Mortadella Bologna IGP is an Italian cold cut made from porc, with origins in the province of Bologna in the region of Emilia-Romagna.
Its incomparable flavor is the result of a long and meticulous production process. The first stage of processing consists in the selection of the meat: the main cut is mostly obtained from the pork shoulder. The meats are then minced and mixed with the lard (the most consistent and valuable part of the pig is used: the throat fat) previously diced, heated, washed with water and dried. Spices and natural flavors are added. After mixing in vacuum or atmospheric pressure machines, the product is stored and packaged in natural or synthetic packaging. The most delicate phase is cooking, which takes place in dry air stoves, reaching a minimum temperature of 70 ° C at the core. Immediately thereafter, cooling occurs rapidly until the internal temperature drops below 10 ° C.

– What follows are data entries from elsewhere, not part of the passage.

//! Background job: destroy long-expired tokens.
//!
//! An expired token still classifies as expired (403) until it is older
//! than the retention period; after the purge the same credential is
//! unrecognized (404).

use std::sync::Arc;
use std::time::Duration;

use anyhow::Context;
use chrono::{DateTime, Utc};
use tokio::task::JoinHandle;
use tokio::time;

use crate::store::{IdentityStore, TokenStore};

/// Spawn the background cleanup task. Call this once at startup.
///
/// The first pass runs one full `every` after startup, not immediately.
pub fn spawn(
    store: Arc<dyn IdentityStore>,
    every: Duration,
    retention: chrono::Duration,
) -> JoinHandle<()> {
    tokio::spawn(async move {
        let mut interval = time::interval_at(time::Instant::now() + every, every);
        loop {
            interval.tick().await;
            if let Err(e) = purge_expired_tokens(store.as_ref(), retention, Utc::now()).await {
                tracing::error!("cleanup job failed: {}", e);
            }
        }
    })
}

/// Delete tokens that expired more than `retention` before `now`.
pub async fn purge_expired_tokens(
    store: &dyn IdentityStore,
    retention: chrono::Duration,
    now: DateTime<Utc>,
) -> anyhow::Result<u64> {
    let cutoff = now
        .checked_sub_signed(retention)
        .context("token retention out of range")?;
    let purged = store.purge_tokens_expired_before(cutoff).await?;
    if purged > 0 {
        tracing::info!(rows = purged, "purged expired tokens past retention");
    }
    Ok(purged)
}

#[cfg(test)]
mod tests {
    use super::*;
    use crate::middleware::validator::{TokenState, TokenValidator};
    use crate::models::directory::User;
    use crate::models::token::Token;
    use crate::store::memory::MemoryStore;
    use crate::store::DirectoryStore;

    #[tokio::test]
    async fn test_purge_turns_expired_into_unrecognized() {
        let store = Arc::new(MemoryStore::new());
        store
            .insert_user(User {
                id: "joeuser".into(),
                tenant_id: None,
                email: None,
                password_hash: String::new(),
                enabled: true,
            })
            .await
            .unwrap();

        let now = Utc::now();
        for (id, expired_ago) in [("recent", chrono::Duration::hours(1)), ("ancient", chrono::Duration::days(30))] {
            store
                .insert_token(Token {
                    id: id.into(),
                    user_id: "joeuser".into(),
                    tenant_id: None,
                    issued_at: now - chrono::Duration::days(60),
                    expires_at: now - expired_ago,
                    revoked: false,
                })
                .await
                .unwrap();
        }

        let purged = purge_expired_tokens(store.as_ref(), chrono::Duration::days(7), now)
            .await
            .unwrap();
        assert_eq!(purged, 1);

        let validator = TokenValidator::new(store.clone());
        assert_eq!(validator.validate(Some("recent")).await.unwrap(), TokenState::Expired);
        assert_eq!(
            validator.validate(Some("ancient")).await.unwrap(),
            TokenState::Unrecognized
        );
    }

    #[tokio::test]
    async fn test_spawned_job_does_not_purge_at_startup() {
        let store = Arc::new(MemoryStore::new());
        store
            .insert_user(User {
                id: "joeuser".into(),
                tenant_id: None,
                email: None,
                password_hash: String::new(),
                enabled: true,
            })
            .await
            .unwrap();
        let now = Utc::now();
        store
            .insert_token(Token {
                id: "ancient".into(),
                user_id: "joeuser".into(),
                tenant_id: None,
                issued_at: now - chrono::Duration::days(60),
                expires_at: now - chrono::Duration::days(30),
                revoked: false,
            })
            .await
            .unwrap();

        let handle = spawn(
            store.clone(),
            Duration::from_secs(3600),
            chrono::Duration::days(7),
        );
        tokio::time::sleep(Duration::from_millis(100)).await;
        handle.abort();

        let validator = TokenValidator::new(store.clone());
        assert_eq!(validator.validate(Some("ancient")).await.unwrap(), TokenState::Expired);
    }
}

The origins of mortadella are intimately linked to the territory. Since ancient times, it was presented in the wooded areas of the Etruscan Felsina and Bononia dei Galli Boi, therefore between Emilia-Romagna and the Lazio. These were areas exploited to breed pigs due to the numerous oak woods that covered it, where the animals were free to roam and feed on acorns and roots.
Today, Mortadella Bologna IGP has expanded and, according to the specification, in addition to Emilia-Romagna, it includes regions such as Lazio, Piedmont, Lombardy, Veneto, the province of Trento, Tuscany and the Marche.
Appearance and Flavour
Mortadella Bologna IGP has a cylindrical or oval shape. The colour is pink, and the scent is slightly spicy and intense. When cut, the surface is velvety; the slice must have pearly-white squares of adipose tissue, the taste is delicate, with no traces of smoking.